Ethiopia: Pioneer Artist Skunder Boghossian Dies in Washington, DC

5 May 2003

Washington, DC — Ethiopian artist and pioneer of modern African art Alexander Skunder Boghossian was found prone and unmoving in his Washington, DC apartment on Sunday by friends who visited to congratulate him after viewing his paintings at the Smithsonian's National Museum of African Art. Boghossian was pronounced dead at Howard University Hospital.

The cause of death is still unknown but the 66-year-old artist has been suffering from several ailments that have resulted in regular hospitalization in recent years.

Boghossian is widely considered the patriarch of a generation of Ethiopian artists. "It is a great loss," said one of them, Kebedech Tekleab.

The phrase is being echoed throughout the artistic community. "This is an enormous loss," said William Karg, who has represented Boghossian in New York for the past 16 years. Karg who has represented more than 30 artists, said Boghossian was "far and away the most talented artist I've ever represented."

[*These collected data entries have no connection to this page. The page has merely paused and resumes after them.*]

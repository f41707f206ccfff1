//! Reserve pair, swap direction, and the unified pool pricing interface

use crate::constant_product::ConstantProduct;
use crate::error::Result;
use serde::{Deserialize, Serialize};
use std::fmt;
use std::str::FromStr;
use types::{WeiAmount, U256};

/// Which asset the trader pays in
#[derive(Debug, Clone, Copy, PartialEq, Eq, Hash, Serialize, Deserialize)]
pub enum SwapDirection {
    /// Pay the native asset, receive the token
    EthToToken,
    /// Pay the token, receive the native asset
    TokenToEth,
}

impl SwapDirection {
    /// Whether the trader's input leg is the token (and therefore needs an allowance)
    pub fn debits_token(self) -> bool {
        matches!(self, SwapDirection::TokenToEth)
    }

    pub fn reverse(self) -> Self {
        match self {
            SwapDirection::EthToToken => SwapDirection::TokenToEth,
            SwapDirection::TokenToEth => SwapDirection::EthToToken,
        }
    }
}

impl fmt::Display for SwapDirection {
    fn fmt(&self, f: &mut fmt::Formatter<'_>) -> fmt::Result {
        match self {
            SwapDirection::EthToToken => write!(f, "eth-to-token"),
            SwapDirection::TokenToEth => write!(f, "token-to-eth"),
        }
    }
}

impl FromStr for SwapDirection {
    type Err = String;

    fn from_str(s: &str) -> std::result::Result<Self, Self::Err> {
        match s.to_ascii_lowercase().replace('_', "-").as_str() {
            "eth-to-token" | "ethtotoken" => Ok(SwapDirection::EthToToken),
            "token-to-eth" | "tokentoeth" => Ok(SwapDirection::TokenToEth),
            other => Err(format!("unknown swap direction '{}'", other)),
        }
    }
}

/// The pool's two reserves
#[derive(Debug, Clone, Copy, Default, PartialEq, Eq, Serialize, Deserialize)]
pub struct ReservePair {
    pub eth_reserve: WeiAmount,
    pub token_reserve: WeiAmount,
}

impl ReservePair {
    pub fn new(eth_reserve: WeiAmount, token_reserve: WeiAmount) -> Self {
        Self {
            eth_reserve,
            token_reserve,
        }
    }

    pub fn is_empty(&self) -> bool {
        self.eth_reserve.is_zero() && self.token_reserve.is_zero()
    }

    /// `(reserve_in, reserve_out)` for a trade in `direction`
    pub fn ordered(&self, direction: SwapDirection) -> (WeiAmount, WeiAmount) {
        match direction {
            SwapDirection::EthToToken => (self.eth_reserve, self.token_reserve),
            SwapDirection::TokenToEth => (self.token_reserve, self.eth_reserve),
        }
    }

    /// Curve view for pricing a trade in `direction`
    pub fn oriented(&self, direction: SwapDirection, fee_bps: u32) -> CurveState {
        let (reserve_in, reserve_out) = self.ordered(direction);
        CurveState {
            reserve_in,
            reserve_out,
            fee_bps,
        }
    }

    /// Reserves after a trade: input side grows, output side shrinks
    pub fn after_swap(
        &self,
        direction: SwapDirection,
        amount_in: WeiAmount,
        amount_out: WeiAmount,
    ) -> Result<Self> {
        let (reserve_in, reserve_out) = self.ordered(direction);
        let reserve_in = reserve_in.checked_add(amount_in)?;
        let reserve_out = reserve_out.checked_sub(amount_out)?;
        Ok(match direction {
            SwapDirection::EthToToken => Self::new(reserve_in, reserve_out),
            SwapDirection::TokenToEth => Self::new(reserve_out, reserve_in),
        })
    }

    /// Invariant product `k`
    pub fn invariant(&self) -> U256 {
        ConstantProduct::invariant(self.eth_reserve, self.token_reserve)
    }

    /// Token per native unit
    pub fn token_per_eth(&self) -> Result<WeiAmount> {
        ConstantProduct::spot_price(self.eth_reserve, self.token_reserve)
    }
}

/// Reserves oriented for one trade direction, plus the fee tier
#[derive(Debug, Clone, Copy)]
pub struct CurveState {
    pub reserve_in: WeiAmount,
    pub reserve_out: WeiAmount,
    pub fee_bps: u32, // Fee in basis points (30 = 0.3%)
}

/// Unified pool pricing interface
pub trait AmmPool {
    /// Calculate output amount for given input
    fn get_amount_out(&self, amount_in: WeiAmount) -> Result<WeiAmount>;

    /// Calculate required input for desired output
    fn get_amount_in(&self, amount_out: WeiAmount) -> Result<WeiAmount>;

    /// Spot-price movement of a trade in basis points
    fn get_price_impact_bps(&self, amount_in: WeiAmount) -> Result<u32>;

    /// Get fee tier
    fn get_fee_bps(&self) -> u32;
}

impl AmmPool for CurveState {
    fn get_amount_out(&self, amount_in: WeiAmount) -> Result<WeiAmount> {
        ConstantProduct::quote_swap(amount_in, self.reserve_in, self.reserve_out, self.fee_bps)
    }

    fn get_amount_in(&self, amount_out: WeiAmount) -> Result<WeiAmount> {
        ConstantProduct::quote_input_for_output(
            amount_out,
            self.reserve_in,
            self.reserve_out,
            self.fee_bps,
        )
    }

    fn get_price_impact_bps(&self, amount_in: WeiAmount) -> Result<u32> {
        ConstantProduct::price_impact_bps(amount_in, self.reserve_in, self.reserve_out, self.fee_bps)
    }

    fn get_fee_bps(&self) -> u32 {
        self.fee_bps
    }
}
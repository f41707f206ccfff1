//! Pool error taxonomy
//!
//! Every failure is a specific kind so callers can tell "needs approval"
//! from "price moved" from "pool empty". None of them leave the reserve
//! ledger partially updated.

use crate::assets::Asset;
use crate::sequencer::ApprovalState;
use amm::AmmError;
use std::time::Duration;
use thiserror::Error;
use types::{FixedPointError, WeiAmount};

#[derive(Debug, Error, Clone, PartialEq, Eq)]
pub enum PoolError {
    #[error("Pool is not initialized")]
    NotInitialized,

    #[error("Pool is already initialized")]
    AlreadyInitialized,

    #[error("Amount must be greater than zero")]
    ZeroAmount,

    #[error("Arithmetic underflow in {0}")]
    Underflow(&'static str),

    #[error("Arithmetic overflow in {0}")]
    Overflow(&'static str),

    #[error("Division by zero")]
    DivisionByZero,

    #[error("Invalid amount: {0}")]
    InvalidAmount(String),

    #[error("Insufficient liquidity: {0}")]
    InsufficientLiquidity(&'static str),

    #[error("Slippage exceeded: minimum {min}, actual {actual}")]
    SlippageExceeded { min: WeiAmount, actual: WeiAmount },

    #[error("Token input exceeds the authorised maximum: maximum {max}, required {required}")]
    MaxInputExceeded { max: WeiAmount, required: WeiAmount },

    #[error("Insufficient shares: requested {requested}, held {held}")]
    InsufficientShares {
        requested: WeiAmount,
        held: WeiAmount,
    },

    #[error("Allowance insufficient: required {required}, available {available}")]
    AllowanceInsufficient {
        required: WeiAmount,
        available: WeiAmount,
    },

    #[error("Insufficient {asset} balance: required {required}, available {available}")]
    InsufficientBalance {
        asset: Asset,
        required: WeiAmount,
        available: WeiAmount,
    },

    #[error("Invalid fee: {0} bps")]
    InvalidFee(u32),

    #[error("Invalid approval transition from {from:?} to {to:?}")]
    InvalidTransition {
        from: ApprovalState,
        to: ApprovalState,
    },

    #[error("Operation timed out after {0:?}")]
    Timeout(Duration),

    #[error("Pool service is closed")]
    ServiceClosed,

    #[error("Persistence error: {0}")]
    Persistence(String),
}

pub type Result<T> = std::result::Result<T, PoolError>;

impl PoolError {
    /// Expected conditions the caller may retry with fresh parameters
    pub fn is_retryable(&self) -> bool {
        matches!(
            self,
            PoolError::SlippageExceeded { .. }
                | PoolError::MaxInputExceeded { .. }
                | PoolError::AllowanceInsufficient { .. }
                | PoolError::Timeout(_)
        )
    }

    /// The caller must step through the approval phase before retrying
    pub fn needs_approval(&self) -> bool {
        matches!(self, PoolError::AllowanceInsufficient { .. })
    }

    /// Stable machine-readable name of the error kind
    pub fn kind(&self) -> &'static str {
        match self {
            PoolError::NotInitialized => "NotInitialized",
            PoolError::AlreadyInitialized => "AlreadyInitialized",
            PoolError::ZeroAmount => "ZeroAmount",
            PoolError::Underflow(_) => "Underflow",
            PoolError::Overflow(_) => "Overflow",
            PoolError::DivisionByZero => "DivisionByZero",
            PoolError::InvalidAmount(_) => "InvalidAmount",
            PoolError::InsufficientLiquidity(_) => "InsufficientLiquidity",
            PoolError::SlippageExceeded { .. } => "SlippageExceeded",
            PoolError::MaxInputExceeded { .. } => "MaxInputExceeded",
            PoolError::InsufficientShares { .. } => "InsufficientShares",
            PoolError::AllowanceInsufficient { .. } => "AllowanceInsufficient",
            PoolError::InsufficientBalance { .. } => "InsufficientBalance",
            PoolError::InvalidFee(_) => "InvalidFee",
            PoolError::InvalidTransition { .. } => "InvalidTransition",
            PoolError::Timeout(_) => "Timeout",
            PoolError::ServiceClosed => "ServiceClosed",
            PoolError::Persistence(_) => "Persistence",
        }
    }
}

impl From<FixedPointError> for PoolError {
    fn from(err: FixedPointError) -> Self {
        match err {
            FixedPointError::Overflow { operation } => PoolError::Overflow(operation),
            FixedPointError::Underflow { operation } => PoolError::Underflow(operation),
            FixedPointError::DivisionByZero => PoolError::DivisionByZero,
            other @ (FixedPointError::InvalidDecimal { .. }
            | FixedPointError::PrecisionLoss { .. }) => PoolError::InvalidAmount(other.to_string()),
        }
    }
}

impl From<AmmError> for PoolError {
    fn from(err: AmmError) -> Self {
        match err {
            AmmError::InsufficientLiquidity(reason) => PoolError::InsufficientLiquidity(reason),
            AmmError::ZeroAmount => PoolError::ZeroAmount,
            AmmError::EmptyPool => PoolError::NotInitialized,
            AmmError::InvalidFee(fee) => PoolError::InvalidFee(fee),
            AmmError::Arithmetic(inner) => inner.into(),
        }
    }
}
//! Reserve Ledger
//!
//! Sole owner of the reserve pair, the liquidity supply and the position
//! table. Every mutation computes all new values with checked arithmetic
//! first and assigns them only once every step succeeded, so a failed call
//! leaves the ledger exactly as it was.

use crate::error::{PoolError, Result};
use amm::{LiquidityMath, ReservePair, SwapDirection, U256};
use serde::{Deserialize, Serialize};
use std::collections::BTreeMap;
use tracing::debug;
use types::{AccountId, WeiAmount};

#[derive(Debug, Clone, Default, PartialEq, Eq, Serialize, Deserialize)]
pub struct ReserveLedger {
    reserves: ReservePair,
    total_liquidity: WeiAmount,
    positions: BTreeMap<AccountId, WeiAmount>,
    /// Count of committed mutations, carried into snapshots
    sequence: u64,
}

impl ReserveLedger {
    pub fn new() -> Self {
        Self::default()
    }

    /// Rebuild a ledger from persisted parts, rejecting inconsistent state
    pub fn from_parts(
        reserves: ReservePair,
        total_liquidity: WeiAmount,
        positions: BTreeMap<AccountId, WeiAmount>,
        sequence: u64,
    ) -> Result<Self> {
        let ledger = Self {
            reserves,
            total_liquidity,
            positions,
            sequence,
        };
        ledger.check_consistency()?;
        Ok(ledger)
    }

    pub fn is_initialized(&self) -> bool {
        !self.total_liquidity.is_zero()
    }

    pub fn reserves(&self) -> ReservePair {
        self.reserves
    }

    pub fn total_liquidity(&self) -> WeiAmount {
        self.total_liquidity
    }

    /// Shares held by `owner`; zero when it has no position
    pub fn position(&self, owner: &AccountId) -> WeiAmount {
        self.positions.get(owner).copied().unwrap_or_default()
    }

    pub fn positions(&self) -> &BTreeMap<AccountId, WeiAmount> {
        &self.positions
    }

    pub fn invariant(&self) -> U256 {
        self.reserves.invariant()
    }

    pub fn sequence(&self) -> u64 {
        self.sequence
    }

    /// Current reserves, or `NotInitialized` for an empty pool
    pub fn require_initialized(&self) -> Result<ReservePair> {
        if !self.is_initialized() {
            return Err(PoolError::NotInitialized);
        }
        Ok(self.reserves)
    }

    /// Seed an empty pool; the provider receives one share per native unit
    pub fn initialize(
        &mut self,
        provider: AccountId,
        eth_amount: WeiAmount,
        token_amount: WeiAmount,
    ) -> Result<WeiAmount> {
        if self.is_initialized() || !self.reserves.is_empty() {
            return Err(PoolError::AlreadyInitialized);
        }
        let shares = LiquidityMath::genesis_shares(eth_amount, token_amount)?;

        self.reserves = ReservePair::new(eth_amount, token_amount);
        self.total_liquidity = shares;
        self.positions.clear();
        self.positions.insert(provider, shares);
        self.sequence += 1;

        debug!(%provider, %eth_amount, %token_amount, %shares, "Pool initialized");
        Ok(shares)
    }

    /// Credit `amount_in` to the input reserve and debit `amount_out` from the other
    pub fn apply_swap(
        &mut self,
        direction: SwapDirection,
        amount_in: WeiAmount,
        amount_out: WeiAmount,
    ) -> Result<ReservePair> {
        let before = self.require_initialized()?;
        let (_, reserve_out) = before.ordered(direction);
        if amount_out >= reserve_out {
            return Err(PoolError::InsufficientLiquidity("output would drain reserve"));
        }

        let after = before.after_swap(direction, amount_in, amount_out)?;
        if after.invariant() < before.invariant() {
            return Err(PoolError::InsufficientLiquidity("swap would decrease invariant"));
        }

        self.reserves = after;
        self.sequence += 1;
        Ok(after)
    }

    pub fn apply_deposit(
        &mut self,
        provider: AccountId,
        eth_amount: WeiAmount,
        token_amount: WeiAmount,
        shares: WeiAmount,
    ) -> Result<()> {
        let before = self.require_initialized()?;
        if eth_amount.is_zero() || shares.is_zero() {
            return Err(PoolError::ZeroAmount);
        }

        let reserves = ReservePair::new(
            before.eth_reserve.checked_add(eth_amount)?,
            before.token_reserve.checked_add(token_amount)?,
        );
        let total_liquidity = self.total_liquidity.checked_add(shares)?;
        let held = self.position(&provider).checked_add(shares)?;

        self.reserves = reserves;
        self.total_liquidity = total_liquidity;
        self.positions.insert(provider, held);
        self.sequence += 1;
        Ok(())
    }

    /// Burn shares and release the reserves they claim
    ///
    /// Burning the whole supply returns the pool to the uninitialized state.
    pub fn apply_withdraw(
        &mut self,
        provider: AccountId,
        shares: WeiAmount,
        eth_out: WeiAmount,
        token_out: WeiAmount,
    ) -> Result<()> {
        let before = self.require_initialized()?;
        if shares.is_zero() {
            return Err(PoolError::ZeroAmount);
        }
        let held = self.position(&provider);
        if held < shares {
            return Err(PoolError::InsufficientShares {
                requested: shares,
                held,
            });
        }

        let remaining_held = held.checked_sub(shares)?;
        let total_liquidity = self.total_liquidity.checked_sub(shares)?;
        let reserves = ReservePair::new(
            before.eth_reserve.checked_sub(eth_out)?,
            before.token_reserve.checked_sub(token_out)?,
        );
        if total_liquidity.is_zero() && !reserves.is_empty() {
            return Err(PoolError::InsufficientLiquidity(
                "final withdrawal must release both reserves",
            ));
        }
        if !total_liquidity.is_zero()
            && (reserves.eth_reserve.is_zero() || reserves.token_reserve.is_zero())
        {
            return Err(PoolError::InsufficientLiquidity("withdrawal would drain reserve"));
        }

        self.reserves = reserves;
        self.total_liquidity = total_liquidity;
        if remaining_held.is_zero() {
            self.positions.remove(&provider);
        } else {
            self.positions.insert(provider, remaining_held);
        }
        self.sequence += 1;

        if total_liquidity.is_zero() {
            debug!(%provider, "Last shares withdrawn, pool is empty");
        }
        Ok(())
    }

    /// Positions sum to the supply; reserves are both positive or both zero
    pub fn check_consistency(&self) -> Result<()> {
        let mut sum = WeiAmount::ZERO;
        for shares in self.positions.values() {
            if shares.is_zero() {
                return Err(PoolError::Persistence("zero-share position".into()));
            }
            sum = sum.checked_add(*shares)?;
        }
        if sum != self.total_liquidity {
            return Err(PoolError::Persistence(format!(
                "positions sum to {} but supply is {}",
                sum, self.total_liquidity
            )));
        }

        let reserves = self.reserves;
        let consistent = if self.total_liquidity.is_zero() {
            reserves.is_empty()
        } else {
            !reserves.eth_reserve.is_zero() && !reserves.token_reserve.is_zero()
        };
        if !consistent {
            return Err(PoolError::Persistence(format!(
                "reserves ({}, {}) do not match supply {}",
                reserves.eth_reserve, reserves.token_reserve, self.total_liquidity
            )));
        }
        Ok(())
    }
}
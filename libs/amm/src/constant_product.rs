//! Constant-product (x*y=k) swap math with exact integer calculations
//!
//! All values are 18-decimal [`WeiAmount`]s. Every division floors, so the
//! pool never pays out more than the ideal curve allows.

use crate::error::{AmmError, Result};
use types::{WeiAmount, U256};

/// Basis-point denominator for fees (10000 = 100%)
pub const FEE_DENOMINATOR_BPS: u32 = 10_000;

/// Default trading fee in basis points (30 = 0.3%)
pub const DEFAULT_FEE_BPS: u32 = 30;

/// Constant-product math functions
pub struct ConstantProduct;

impl ConstantProduct {
    /// Reject fees that would leave nothing of the input after the fee
    pub fn validate_fee(fee_bps: u32) -> Result<()> {
        if fee_bps >= FEE_DENOMINATOR_BPS {
            return Err(AmmError::InvalidFee(fee_bps));
        }
        Ok(())
    }

    /// Input amount credited to the curve: `floor(amount_in * (10000 - fee_bps) / 10000)`
    pub fn amount_in_after_fee(amount_in: WeiAmount, fee_bps: u32) -> Result<WeiAmount> {
        Self::validate_fee(fee_bps)?;
        Ok(amount_in.mul_bps(FEE_DENOMINATOR_BPS - fee_bps)?)
    }

    /// Calculate exact output amount using the x*y=k formula
    ///
    /// # Arguments
    /// * `amount_in` - Input asset amount
    /// * `reserve_in` - Input-side reserve
    /// * `reserve_out` - Output-side reserve
    /// * `fee_bps` - Fee in basis points (30 = 0.3%)
    ///
    /// # Returns
    /// `floor(after_fee * reserve_out / (reserve_in + after_fee))`, which is
    /// `reserve_out - k / (reserve_in + after_fee)` rounded toward the pool.
    pub fn quote_swap(
        amount_in: WeiAmount,
        reserve_in: WeiAmount,
        reserve_out: WeiAmount,
        fee_bps: u32,
    ) -> Result<WeiAmount> {
        if amount_in.is_zero() {
            return Err(AmmError::InsufficientLiquidity("input amount must be positive"));
        }
        if reserve_in.is_zero() || reserve_out.is_zero() {
            return Err(AmmError::InsufficientLiquidity("reserves must be positive"));
        }

        let after_fee = Self::amount_in_after_fee(amount_in, fee_bps)?;
        let denominator = reserve_in.checked_add(after_fee)?;
        let amount_out = WeiAmount::mul_div(after_fee, reserve_out, denominator)?;

        if amount_out >= reserve_out {
            return Err(AmmError::InsufficientLiquidity("output would drain reserve"));
        }
        if amount_out.is_zero() {
            return Err(AmmError::InsufficientLiquidity("trade too small to produce output"));
        }

        Ok(amount_out)
    }

    /// Calculate the input required for a desired output (reverse calculation)
    ///
    /// Rounds up at each step so `quote_swap(result) >= amount_out`.
    pub fn quote_input_for_output(
        amount_out: WeiAmount,
        reserve_in: WeiAmount,
        reserve_out: WeiAmount,
        fee_bps: u32,
    ) -> Result<WeiAmount> {
        Self::validate_fee(fee_bps)?;
        if amount_out.is_zero() {
            return Err(AmmError::ZeroAmount);
        }
        if amount_out >= reserve_out {
            return Err(AmmError::InsufficientLiquidity("output exceeds reserves"));
        }

        let remaining = reserve_out.checked_sub(amount_out)?;
        let after_fee = WeiAmount::mul_div_ceil(reserve_in, amount_out, remaining)?;

        Ok(WeiAmount::mul_div_ceil(
            after_fee,
            WeiAmount::from_wei(FEE_DENOMINATOR_BPS as u128),
            WeiAmount::from_wei((FEE_DENOMINATOR_BPS - fee_bps) as u128),
        )?)
    }

    /// Spot-price movement caused by a trade, in basis points
    ///
    /// `10000 * (1 - price_after / price_before)` where price is
    /// `reserve_out / reserve_in`.
    pub fn price_impact_bps(
        amount_in: WeiAmount,
        reserve_in: WeiAmount,
        reserve_out: WeiAmount,
        fee_bps: u32,
    ) -> Result<u32> {
        let amount_out = Self::quote_swap(amount_in, reserve_in, reserve_out, fee_bps)?;
        let in_after = reserve_in.checked_add(amount_in)?;
        let out_after = reserve_out.checked_sub(amount_out)?;

        let scale = U256::from(FEE_DENOMINATOR_BPS);
        let numerator = out_after.to_u256() * reserve_in.to_u256();
        let denominator = in_after.to_u256() * reserve_out.to_u256();
        let retained = match numerator.checked_mul(scale) {
            Some(scaled) => scaled / denominator,
            // numerator near 2^256 implies denominator is at least as large
            None => numerator / (denominator / scale),
        };
        let retained_bps = retained.min(scale).low_u32();

        Ok(FEE_DENOMINATOR_BPS - retained_bps)
    }

    /// Price of one unit of the base asset in quote units, floored
    pub fn spot_price(reserve_base: WeiAmount, reserve_quote: WeiAmount) -> Result<WeiAmount> {
        if reserve_base.is_zero() {
            return Err(AmmError::InsufficientLiquidity("base reserve is empty"));
        }
        Ok(WeiAmount::mul_div(reserve_quote, WeiAmount::ONE, reserve_base)?)
    }

    /// The invariant product `k = x * y` in full 256-bit precision
    pub fn invariant(reserve_a: WeiAmount, reserve_b: WeiAmount) -> U256 {
        reserve_a.to_u256() * reserve_b.to_u256()
    }
}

"For me, Skunder is like a perpetual spiritual force as forefathers past... it is as if the ancestor and him have become one and the same," Elizabeth W. Giorgis wrote of Skunder long before his death. She is a collector of Ethiopian art who also works with Ethiopian artists in the United States.

In 1965, Boghossian was the first contemporary African artist to have work purchased by the Museum of Modern Art in New York. "This was an not only an extraordinary artistic talent," says Karg. "That would certainly be enough [of a legacy]. But he was also a great teacher both at Howard university and in Ethiopia. He inspired the careers of both Africans and non-Africans."

In many ways, Boghossian's work was bound up with African-American life and culture. As a teenager an African American neighbor not only gave him his first feedback on his drawings, but introduced him to jazz. And throughout his life, jazz was often the backdrop of sound as he worked on paintings.

"Jazz is," he told a friend, Tom Porter, "a very heavy movement of the twentieth century. It is not one person; it is not one thought, it is a combination of geniuses... the constant modulation of concepts... It is the one thing we have, black folks, as artists..."

Born in Addis Ababa in 1937, Boghossian was awarded an "imperial scholarship" when he was 17 to study at London's St. Martin's School of Art. He extended his stay another nine years during which he moved to Paris, becoming a student and teacher at that city's Académie de la Grande Chaumière and at the Ecole Superieure des Beaux Arts. In 1963 he was the first Ethiopian painter whose work was purchased by the Musee d'Art Moderne in Paris.

Boghossian talked often of political and cultural influences in Paris during those years, citing Frantz Fanon, Aime Cesaire, Cheikh Anta Diop as well as creative forces in modern art like Paul Klee. Older, not very well-known black painters in Paris encouraged him. One of them, South African artist, Gerard Sokoto, introduced him to the great Cuban surrealist painter, Wilfredo Lam. He also worked closely with a group of West African artists. African colonies were becoming independent and he was part of "the creativity of resistance." says Elizabeth W. Giorgis. In 1963, Congolese poet Tchikaya U Tam'si characterized Boghossian as an artist with "purity of intention."

He returned to Ethiopia in 1966 and stayed until 1969 when he was invited to become artist in residence at Atlanta University, as well as resident instructor in sculpting, painting and African design at the Atlanta Center for Black Art.

But even during his short three years back in Ethiopia, Boghossian was one of a handful of artists who influenced an entire generation of painters with his energetic abstractions of tradition and use of vivid color. Many art critics and collectors point to Boghossian's work in particular at that time as establishing the standard for modern art in Ethiopia.

In 1974 Boghossian was invited to teach at Howard University where he taught until 2000 before returning to painting full-time.